The Director of JLL’s Student Housing team, Huw Forrest, reports: “While it is too early to have definitive views on the impact of Brexit on the student housing sector, it is likely to remain more resilient than other sectors. This is due to the continued attraction of the UK university market, coupled with the depreciation of sterling, which will make the UK a more affordable destination to study for international students. It is also important to remember that EU students make up only 6% of students.

“We are currently seeing good levels of investment demand following the referendum and, generally, transactions we are working on have seen little impact as a result of the Brexit vote.”

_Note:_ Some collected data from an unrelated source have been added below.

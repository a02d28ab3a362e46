//! Chat client demo.
//!
//! Connects to the chat server through a pool of three channels and sends a
//! greeting on each of them.

use anyhow::{Context, Result};
use chanpool::{Client, DialOptions};
use chanpool_core::ClientConfig;
use serde::{Deserialize, Serialize};
use std::time::Duration;
use tracing::info;

const SAY_HELLO: &str = "/chat.ChatService/SayHello";

#[derive(Debug, Serialize, Deserialize)]
struct Message {
    body: String,
}

fn client_config() -> ClientConfig {
    ClientConfig::builder()
        .name("grpc-test")
        .target("127.0.0.1:9003")
        .pool_size(3)
        .max_lifetime(Duration::from_secs(2 * 60))
        .lifetime_jitter(Duration::from_secs(10))
        .build()
}

#[tokio::main]
async fn main() -> Result<()> {
    tracing_subscriber::fmt()
        .with_env_filter(
            tracing_subscriber::EnvFilter::try_from_default_env()
                .unwrap_or_else(|_| "chanpool=info,chat_client=info".into()),
        )
        .init();

    let config = client_config();
    let target = config.target.clone();

    let client = Client::connect(config, DialOptions::default())
        .await
        .with_context(|| format!("Client could not connect to server on {target}"))?;

    for _ in 0..client.pool().len() {
        let request = Message {
            body: "Server! Are you there??".to_string(),
        };
        let response: Message = client
            .invoke(SAY_HELLO, &request)
            .await
            .context("Error received from server")?;

        info!(body = %response.body, "Response");
    }

    info!(stats = ?client.pool().stats(), "Pool statistics");
    client.close().await?;

    Ok(())
}
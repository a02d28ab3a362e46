//! Newline-delimited JSON transport over TCP.
//!
//! Each frame is one JSON object on its own line. Requests carry an `id`
//! that the response echoes back, which lets a single connection carry many
//! calls at once:
//!
//! ```text
//! -> {"id":7,"method":"/chat.ChatService/SayHello","params":{"body":"hi"}}
//! <- {"id":7,"result":{"body":"hello"}}
//! <- {"id":8,"error":"unknown method"}
//! ```

use async_trait::async_trait;
use chanpool_core::{ConnectivityState, TransportError};
use futures::stream::{SplitSink, SplitStream};
use futures::{SinkExt, StreamExt};
use parking_lot::{Mutex, RwLock};
use serde::{Deserialize, Serialize};
use serde_json::Value;
use std::collections::HashMap;
use std::future::Future;
use std::net::SocketAddr;
use std::sync::atomic::{AtomicU64, Ordering};
use std::sync::Arc;
use tokio::net::{TcpListener, TcpStream};
use tokio::sync::oneshot;
use tokio::task::JoinHandle;
use tokio::time::timeout;
use tokio_util::codec::{Framed, LinesCodec};
use tracing::{debug, info, instrument, warn};
use uuid::Uuid;

use crate::connection::duration_millis;
use crate::transport::{Channel, DialOptions, Dialer};

/// Maximum frame size (10MB)
const MAX_FRAME_SIZE: usize = 10 * 1024 * 1024;

type FrameSink = SplitSink<Framed<TcpStream, LinesCodec>, String>;
type FrameStream = SplitStream<Framed<TcpStream, LinesCodec>>;
type ResponseSender = oneshot::Sender<Result<Value, TransportError>>;
type PendingCalls = Arc<Mutex<Pending>>;

/// Calls waiting for a response.
///
/// Once shut, no call can register, so a waiter is either answered or failed.
#[derive(Default)]
struct Pending {
    shut: bool,
    calls: HashMap<u64, ResponseSender>,
}

impl Pending {
    /// Registers a waiter. Returns false if the channel already shut.
    fn register(&mut self, id: u64, tx: ResponseSender) -> bool {
        if self.shut {
            return false;
        }
        self.calls.insert(id, tx);
        true
    }

    fn take(&mut self, id: u64) -> Option<ResponseSender> {
        self.calls.remove(&id)
    }

    /// Fails every waiter and refuses new ones.
    fn shut(&mut self, reason: &str) {
        self.shut = true;
        for (_, tx) in self.calls.drain() {
            let _ = tx.send(Err(TransportError::closed(reason)));
        }
    }
}

/// Request frame sent by the client.
#[derive(Debug, Clone, Serialize, Deserialize)]
pub struct RequestFrame {
    pub id: u64,
    pub method: String,
    #[serde(default)]
    pub params: Value,
    #[serde(default, skip_serializing_if = "Option::is_none")]
    pub client_id: Option<String>,
}

/// Response frame sent by the server.
#[derive(Debug, Clone, Serialize, Deserialize)]
pub struct ResponseFrame {
    pub id: u64,
    #[serde(default, skip_serializing_if = "Option::is_none")]
    pub result: Option<Value>,
    #[serde(default, skip_serializing_if = "Option::is_none")]
    pub error: Option<String>,
}

impl ResponseFrame {
    fn into_result(self) -> Result<Value, TransportError> {
        match self.error {
            Some(message) => Err(TransportError::remote(message)),
            None => Ok(self.result.unwrap_or(Value::Null)),
        }
    }
}

/// Dials [`TcpChannel`]s.
#[derive(Debug, Clone, Copy, Default)]
pub struct TcpDialer;

#[async_trait]
impl Dialer for TcpDialer {
    #[instrument(skip(self, options))]
    async fn dial(
        &self,
        target: &str,
        options: &DialOptions,
    ) -> Result<Arc<dyn Channel>, TransportError> {
        let stream = timeout(options.connect_timeout, TcpStream::connect(target))
            .await
            .map_err(|_| TransportError::ConnectTimeout {
                target: target.to_string(),
                timeout_ms: duration_millis(options.connect_timeout),
            })?
            .map_err(|e| TransportError::connect_failed(target, e.to_string()))?;

        configure_socket(&stream, options)?;

        let channel = TcpChannel::from_stream(target, stream, options.client_id.clone());
        debug!(channel_id = %channel.id, "TCP channel established");

        Ok(Arc::new(channel))
    }
}

fn configure_socket(stream: &TcpStream, options: &DialOptions) -> Result<(), TransportError> {
    stream.set_nodelay(options.nodelay)?;

    if let Some(interval) = options.keepalive {
        let keepalive = socket2::TcpKeepalive::new().with_time(interval);
        socket2::SockRef::from(stream).set_tcp_keepalive(&keepalive)?;
    }

    Ok(())
}

/// A multiplexed RPC channel over one TCP connection.
pub struct TcpChannel {
    id: Uuid,
    target: String,
    client_id: Option<String>,
    state: Arc<RwLock<ConnectivityState>>,
    sink: tokio::sync::Mutex<FrameSink>,
    pending: PendingCalls,
    next_call_id: AtomicU64,
    reader: Mutex<Option<JoinHandle<()>>>,
}

impl TcpChannel {
    /// Wraps an already connected stream and starts its reader task.
    pub fn from_stream(target: &str, stream: TcpStream, client_id: Option<String>) -> Self {
        let id = Uuid::new_v4();
        let framed = Framed::new(stream, LinesCodec::new_with_max_length(MAX_FRAME_SIZE));
        let (sink, frames) = framed.split();

        let state = Arc::new(RwLock::new(ConnectivityState::Ready));
        let pending: PendingCalls = Arc::new(Mutex::new(Pending::default()));

        let reader = tokio::spawn(read_responses(
            id,
            frames,
            Arc::clone(&pending),
            Arc::clone(&state),
        ));

        Self {
            id,
            target: target.to_string(),
            client_id,
            state,
            sink: tokio::sync::Mutex::new(sink),
            pending,
            next_call_id: AtomicU64::new(1),
            reader: Mutex::new(Some(reader)),
        }
    }

    /// Target this channel is connected to.
    pub fn target(&self) -> &str {
        &self.target
    }
}

/// Removes a pending call when the caller stops waiting for it.
struct PendingCall<'a> {
    pending: &'a PendingCalls,
    id: u64,
}

impl Drop for PendingCall<'_> {
    fn drop(&mut self) {
        self.pending.lock().take(self.id);
    }
}

#[async_trait]
impl Channel for TcpChannel {
    fn id(&self) -> Uuid {
        self.id
    }

    async fn invoke(&self, method: &str, request: Value) -> Result<Value, TransportError> {
        let state = self.state();
        if !state.is_ready() {
            return Err(TransportError::Unavailable {
                state: state.to_string(),
            });
        }

        let id = self.next_call_id.fetch_add(1, Ordering::Relaxed);
        let frame = RequestFrame {
            id,
            method: method.to_string(),
            params: request,
            client_id: self.client_id.clone(),
        };
        let line =
            serde_json::to_string(&frame).map_err(|e| TransportError::protocol(e.to_string()))?;

        let (tx, rx) = oneshot::channel();
        let registered = self.pending.lock().register(id, tx);
        if !registered {
            return Err(TransportError::Unavailable {
                state: self.state().to_string(),
            });
        }
        let _call = PendingCall {
            pending: &self.pending,
            id,
        };

        {
            let mut sink = self.sink.lock().await;
            if let Err(e) = sink.send(line).await {
                warn!(channel_id = %self.id, error = %e, "Failed to write request frame");
                *self.state.write() = ConnectivityState::TransientFailure;
                return Err(TransportError::Io {
                    message: e.to_string(),
                });
            }
        }

        rx.await
            .map_err(|_| TransportError::closed("connection dropped before the response arrived"))?
    }

    fn state(&self) -> ConnectivityState {
        *self.state.read()
    }

    async fn close(&self) -> Result<(), TransportError> {
        *self.state.write() = ConnectivityState::Shutdown;

        let reader = self.reader.lock().take();
        if let Some(reader) = reader {
            reader.abort();
        }
        self.pending.lock().shut("channel shut down");

        let mut sink = self.sink.lock().await;
        sink.close().await.map_err(|e| TransportError::Io {
            message: e.to_string(),
        })?;

        debug!(channel_id = %self.id, addr = %self.target, "TCP channel closed");
        Ok(())
    }
}

impl Drop for TcpChannel {
    fn drop(&mut self) {
        if let Some(reader) = self.reader.lock().take() {
            reader.abort();
        }
    }
}

async fn read_responses(
    channel_id: Uuid,
    mut frames: FrameStream,
    pending: PendingCalls,
    state: Arc<RwLock<ConnectivityState>>,
) {
    while let Some(line) = frames.next().await {
        let line = match line {
            Ok(line) => line,
            Err(e) => {
                warn!(channel_id = %channel_id, error = %e, "Failed to read response frame");
                break;
            }
        };

        match serde_json::from_str::<ResponseFrame>(&line) {
            Ok(frame) => {
                let waiter = pending.lock().take(frame.id);
                match waiter {
                    Some(tx) => {
                        let _ = tx.send(frame.into_result());
                    }
                    None => {
                        debug!(channel_id = %channel_id, call_id = frame.id, "Response for abandoned call")
                    }
                }
            }
            Err(e) => warn!(channel_id = %channel_id, error = %e, "Malformed response frame"),
        }
    }

    {
        let mut state = state.write();
        if *state != ConnectivityState::Shutdown {
            *state = ConnectivityState::TransientFailure;
        }
    }

    pending.lock().shut("connection lost");

    debug!(channel_id = %channel_id, "Response reader stopped");
}

/// A call received by [`serve`].
#[derive(Debug, Clone)]
pub struct ServerCall {
    /// Sequence number of the accepted connection the call arrived on
    pub connection: u64,
    /// Address of the caller
    pub peer: SocketAddr,
    /// Method name
    pub method: String,
    /// Request payload
    pub params: Value,
    /// Client id, if the caller sent one
    pub client_id: Option<String>,
}

/// Serves newline-delimited JSON calls on `listener` until the task is dropped.
///
/// Connections are numbered in accept order starting at 0. Calls on a single
/// connection are answered in order.
pub async fn serve<H, Fut>(listener: TcpListener, handler: H) -> Result<(), TransportError>
where
    H: Fn(ServerCall) -> Fut + Send + Sync + 'static,
    Fut: Future<Output = Result<Value, String>> + Send + 'static,
{
    let handler = Arc::new(handler);
    let mut next_connection = 0u64;

    info!(addr = ?listener.local_addr().ok(), "RPC server listening");

    loop {
        let (stream, peer) = listener.accept().await?;
        let connection = next_connection;
        next_connection += 1;

        debug!(connection, peer = %peer, "Accepted connection");

        let handler = Arc::clone(&handler);
        tokio::spawn(async move {
            let mut framed = Framed::new(stream, LinesCodec::new_with_max_length(MAX_FRAME_SIZE));

            while let Some(line) = framed.next().await {
                let line = match line {
                    Ok(line) => line,
                    Err(e) => {
                        warn!(connection, error = %e, "Failed to read request frame");
                        break;
                    }
                };

                let request: RequestFrame = match serde_json::from_str(&line) {
                    Ok(request) => request,
                    Err(e) => {
                        warn!(connection, error = %e, "Malformed request frame");
                        continue;
                    }
                };

                let id = request.id;
                let call = ServerCall {
                    connection,
                    peer,
                    method: request.method,
                    params: request.params,
                    client_id: request.client_id,
                };

                let response = match handler(call).await {
                    Ok(result) => ResponseFrame {
                        id,
                        result: Some(result),
                        error: None,
                    },
                    Err(error) => ResponseFrame {
                        id,
                        result: None,
                        error: Some(error),
                    },
                };

                let line = match serde_json::to_string(&response) {
                    Ok(line) => line,
                    Err(e) => {
                        warn!(connection, error = %e, "Failed to encode response frame");
                        continue;
                    }
                };

                if let Err(e) = framed.send(line).await {
                    warn!(connection, error = %e, "Failed to write response frame");
                    break;
                }
            }

            debug!(connection, "Connection closed");
        });
    }
}
//! Background Refresh
//!
//! Periodically sweeps the pool and redials every slot that should be
//! refreshed. The task only holds a weak reference to the pool, so a dropped
//! pool ends it on the next tick.

use chanpool_core::PoolError;
use std::sync::Weak;
use std::time::Duration;
use tokio::runtime::Handle;
use tokio::task::JoinHandle;
use tokio::time::{interval_at, Instant, MissedTickBehavior};
use tracing::{debug, info};

use crate::connection::duration_millis;
use crate::pool::PoolInner;

/// Default period between sweeps.
pub const DEFAULT_REFRESH_INTERVAL: Duration = Duration::from_secs(30);

/// Refresh task handle
#[derive(Debug)]
pub struct Refresher {
    interval: Duration,
    task: parking_lot::Mutex<Option<JoinHandle<()>>>,
}

impl Refresher {
    pub fn new(interval: Duration) -> Self {
        Self {
            interval,
            task: parking_lot::Mutex::new(None),
        }
    }

    pub fn interval(&self) -> Duration {
        self.interval
    }

    /// Starts ticking. The first sweep runs one period after start.
    ///
    /// Fails if the period is zero or no tokio runtime is running.
    pub(crate) fn start(&self, pool: Weak<PoolInner>) -> Result<(), PoolError> {
        if self.interval.is_zero() {
            return Err(PoolError::scheduler_start(
                "refresh interval must be greater than 0",
            ));
        }

        let runtime =
            Handle::try_current().map_err(|e| PoolError::scheduler_start(e.to_string()))?;

        let period = self.interval;
        let task = runtime.spawn(async move {
            let mut ticker = interval_at(Instant::now() + period, period);
            ticker.set_missed_tick_behavior(MissedTickBehavior::Delay);

            loop {
                ticker.tick().await;

                let Some(pool) = pool.upgrade() else {
                    debug!("Pool dropped, stopping refresher");
                    break;
                };
                if pool.is_closed() {
                    break;
                }

                pool.refresh_in_background().await;
            }
        });

        if let Some(previous) = self.task.lock().replace(task) {
            previous.abort();
        }

        info!(interval_ms = duration_millis(period), "Refresher started");
        Ok(())
    }

    /// Stops the task. Safe to call more than once.
    pub fn stop(&self) {
        if let Some(task) = self.task.lock().take() {
            task.abort();
            debug!("Refresher stopped");
        }
    }

    pub fn is_running(&self) -> bool {
        self.task
            .lock()
            .as_ref()
            .map(|task| !task.is_finished())
            .unwrap_or(false)
    }
}

impl Drop for Refresher {
    fn drop(&mut self) {
        self.stop();
    }
}

#[cfg(test)]
mod tests {
    use super::*;

    #[tokio::test]
    async fn test_zero_interval_fails() {
        let refresher = Refresher::new(Duration::ZERO);
        let result = refresher.start(Weak::new());
        assert!(matches!(result, Err(PoolError::SchedulerStart { .. })));
        assert!(!refresher.is_running());
    }

    #[test]
    fn test_start_outside_runtime_fails() {
        let refresher = Refresher::new(DEFAULT_REFRESH_INTERVAL);
        let result = refresher.start(Weak::new());
        assert!(matches!(result, Err(PoolError::SchedulerStart { .. })));
    }

    #[tokio::test]
    async fn test_stop() {
        let refresher = Refresher::new(Duration::from_secs(60));
        refresher.start(Weak::new()).unwrap();
        assert!(refresher.is_running());

        refresher.stop();
        assert!(!refresher.is_running());
        refresher.stop();
    }

    #[tokio::test]
    async fn test_exits_when_pool_is_gone() {
        let refresher = Refresher::new(Duration::from_millis(10));
        refresher.start(Weak::new()).unwrap();

        tokio::time::sleep(Duration::from_millis(100)).await;
        assert!(!refresher.is_running());
    }
}
//! Slot selection strategies.
//!
//! A [`Selector`] picks the slot a call is routed to first. The pool only
//! falls back to other slots when the picked one is unhealthy.

use parking_lot::Mutex;
use rand::Rng;
use std::fmt;

/// Chooses an index in `[0, n)`.
///
/// Implementations are called concurrently from every caller of the pool.
/// `n` is always at least 1.
pub trait Selector: Send + Sync + fmt::Debug {
    fn select(&self, n: usize) -> usize;
}

/// Cycles through the slots in order. The default strategy.
#[derive(Debug, Default)]
pub struct RoundRobin {
    counter: Mutex<usize>,
}

impl RoundRobin {
    pub fn new() -> Self {
        Self::default()
    }
}

impl Selector for RoundRobin {
    fn select(&self, n: usize) -> usize {
        let mut counter = self.counter.lock();
        // Reduce before use so a shrinking `n` never yields an index out of range
        let index = *counter % n;
        *counter = (index + 1) % n;
        index
    }
}

/// Picks a uniformly random slot.
#[derive(Debug, Default, Clone, Copy)]
pub struct RandomSelector;

impl Selector for RandomSelector {
    fn select(&self, n: usize) -> usize {
        rand::thread_rng().gen_range(0..n)
    }
}

/// Picks the slot that was selected longest ago.
///
/// Slots that were never selected come first, lowest index first.
#[derive(Debug, Default)]
pub struct LeastRecentlyUsed {
    state: Mutex<LruState>,
}

#[derive(Debug, Default)]
struct LruState {
    tick: u64,
    last_used: Vec<u64>,
}

impl LeastRecentlyUsed {
    pub fn new() -> Self {
        Self::default()
    }
}

impl Selector for LeastRecentlyUsed {
    fn select(&self, n: usize) -> usize {
        let mut state = self.state.lock();
        state.last_used.resize(n, 0);

        let index = state
            .last_used
            .iter()
            .enumerate()
            .min_by_key(|(_, used)| **used)
            .map(|(index, _)| index)
            .unwrap_or(0);

        state.tick += 1;
        let tick = state.tick;
        state.last_used[index] = tick;
        index
    }
}
//! chanpool
//!
//! Client-side pool of long-lived RPC channels to a single target. Calls are
//! routed to a healthy channel, channels are replaced when they expire or
//! fail, and a background task repairs the pool independently of callers.
//!
//! # Architecture
//!
//! ```text
//!   caller ──► ConnectionPool::invoke
//!                    │
//!          ┌─────────▼──────────┐
//!          │  Selector          │  picks a slot (round-robin by default)
//!          │  (selector.rs)     │
//!          └─────────┬──────────┘
//!                    │ healthy? ── no ──► next healthy slot
//!                    │                    └─ none ──► repair selected slot
//!          ┌─────────▼──────────┐
//!          │ ManagedConnection  │  channel + created_at + jittered expiry
//!          │ (connection.rs)    │
//!          └─────────┬──────────┘
//!                    │
//!          ┌─────────▼──────────┐        ┌────────────────────┐
//!          │ Channel / Dialer   │◄───────┤  Refresher         │
//!          │ (transport.rs,     │ redial │  (refresher.rs)    │
//!          │  tcp.rs)           │        │  periodic sweep    │
//!          └────────────────────┘        └────────────────────┘
//! ```
//!
//! # Example Usage
//!
//! ```rust,no_run
//! use chanpool::{Client, DialOptions};
//! use chanpool_core::ClientConfig;
//! use serde_json::json;
//!
//! # async fn example() -> chanpool_core::Result<()> {
//! let config = ClientConfig::builder()
//!     .target("127.0.0.1:9003")
//!     .pool_size(3)
//!     .build();
//!
//! let client = Client::connect(config, DialOptions::default()).await?;
//! let reply: serde_json::Value = client
//!     .invoke("/chat.ChatService/SayHello", &json!({ "body": "hi" }))
//!     .await?;
//! println!("{reply}");
//!
//! client.close().await?;
//! # Ok(())
//! # }
//! ```

pub mod client;
pub mod connection;
pub mod metrics;
pub mod pool;
pub mod refresher;
pub mod selector;
pub mod tcp;
pub mod transport;

pub use client::Client;
pub use connection::{lifetime_with_jitter, ManagedConnection};
pub use metrics::{PoolMetrics, PoolStats};
pub use pool::{ConnectionPool, PoolOptions};
pub use refresher::{Refresher, DEFAULT_REFRESH_INTERVAL};
pub use selector::{LeastRecentlyUsed, RandomSelector, RoundRobin, Selector};
pub use tcp::{serve, ServerCall, TcpChannel, TcpDialer};
pub use transport::{Channel, DialOptions, Dialer};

JLL’s 5% rental growth prediction for student property is echoed by Jean Liggett, the CEO of Properties of the World, who believes that Manchester in particular will see such growth.

She comments: “The UK provides world-class education in a number of highly regarded institutes across the country. In fact, three of the top ten universities in the world are located in the UK. As a result, there will continue to be a growing demand for accommodation close to these universities, causing an increase in rents that will in turn provide higher returns for potential investors.

“What buyers like about this type of investment, post-Brexit, is the fact that they provide a fixed rate of return, have no extra costs during ownership and mitigate risk, subsequently giving them peace of mind. There will always be a high demand for good quality student accommodation. In our eyes, the sector will remain resilient.”

Manchester is already home to a booming student population, which is only expected to expand again this academic year. A spokesperson for the University of Salford states that it is expecting to see an increase in applicants for the start of the 2016/17 year.

Landlords, are you considering a student property investment? Remember that students can be some of the most reliable tenants, which is vital at this time of economic uncertainty.